Read the records below and report each line in which "NewAdventurer" occurs.

» LISTED ENTRIES:

== Segment start ==

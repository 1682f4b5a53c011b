//! Service layer for adventurer registration and rank management.

use crate::adventurer::{
    domain::{Adventurer, AdventurerDomainError, AdventurerId, AdventurerName, NewAdventurer, Rank},
    ports::{AdventurerRepository, AdventurerRepositoryError},
};
use mockable::Clock;
use std::sync::Arc;
use thiserror::Error;
use tracing::info;

/// Request payload for registering an adventurer with the guild.
#[derive(Debug, Clone, PartialEq, Eq)]
pub struct RegisterAdventurerRequest {
    name: String,
    rank: u32,
}

impl RegisterAdventurerRequest {
    /// Creates a registration request.
    #[must_use]
    pub fn new(name: impl Into<String>, rank: u32) -> Self {
        Self {
            name: name.into(),
            rank,
        }
    }
}

/// Request payload for promoting or demoting an adventurer.
#[derive(Debug, Clone, Copy, PartialEq, Eq)]
pub struct UpdateAdventurerRankRequest {
    adventurer_id: i64,
    rank: u32,
}

impl UpdateAdventurerRankRequest {
    /// Creates a rank update request.
    #[must_use]
    pub const fn new(adventurer_id: i64, rank: u32) -> Self {
        Self {
            adventurer_id,
            rank,
        }
    }
}

/// Service-level errors for roster operations.
#[derive(Debug, Error)]
pub enum AdventurerRosterError {
    /// Domain validation failed.
    #[error(transparent)]
    Domain(#[from] AdventurerDomainError),
    /// Repository operation failed.
    #[error(transparent)]
    Repository(#[from] AdventurerRepositoryError),
}

/// Result type for roster service operations.
pub type AdventurerRosterResult<T> = Result<T, AdventurerRosterError>;

/// Adventurer roster orchestration service.
#[derive(Clone)]
pub struct AdventurerRosterService<R, C>
where
    R: AdventurerRepository,
    C: Clock + Send + Sync,
{
    repository: Arc<R>,
    clock: Arc<C>,
}

impl<R, C> AdventurerRosterService<R, C>
where
    R: AdventurerRepository,
    C: Clock + Send + Sync,
{
    /// Creates a new roster service.
    #[must_use]
    pub const fn new(repository: Arc<R>, clock: Arc<C>) -> Self {
        Self { repository, clock }
    }

    /// Registers a new adventurer with a zero completed-quest count.
    ///
    /// # Errors
    ///
    /// Returns [`AdventurerRosterError`] when the name is invalid or the
    /// repository rejects persistence.
    pub async fn register(
        &self,
        request: RegisterAdventurerRequest,
    ) -> AdventurerRosterResult<Adventurer> {
        let name = AdventurerName::new(request.name)?;
        let registration = NewAdventurer::new(name, Rank::new(request.rank), &*self.clock);
        let adventurer = self.repository.create_adventurer(&registration).await?;
        info!(adventurer_id = %adventurer.id(), rank = %adventurer.rank(), "adventurer registered");
        Ok(adventurer)
    }

    /// Changes an adventurer's rank.
    ///
    /// # Errors
    ///
    /// Returns [`AdventurerRosterError::Domain`] for a non-positive id and
    /// [`AdventurerRosterError::Repository`] when the adventurer does not
    /// exist or persistence fails.
    pub async fn update_rank(
        &self,
        request: UpdateAdventurerRankRequest,
    ) -> AdventurerRosterResult<()> {
        let adventurer_id = AdventurerId::new(request.adventurer_id)?;
        let rank = Rank::new(request.rank);
        self.repository
            .update_adventurer_rank(adventurer_id, rank)
            .await?;
        info!(%adventurer_id, %rank, "adventurer rank updated");
        Ok(())
    }

    /// Loads an adventurer by raw identifier.
    ///
    /// # Errors
    ///
    /// Returns [`AdventurerRosterError::Domain`] for a non-positive id and
    /// [`AdventurerRosterError::Repository`] when the adventurer does not
    /// exist or persistence fails.
    pub async fn find(&self, adventurer_id: i64) -> AdventurerRosterResult<Adventurer> {
        let id = AdventurerId::new(adventurer_id)?;
        Ok(self.repository.get_adventurer(id).await?)
    }
}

== Segment end ==

» WRITTEN SOLUTION:
    domain::{Adventurer, AdventurerDomainError, AdventurerId, AdventurerName, NewAdventurer, Rank},
        let registration = NewAdventurer::new(name, Rank::new(request.rank), &*self.clock);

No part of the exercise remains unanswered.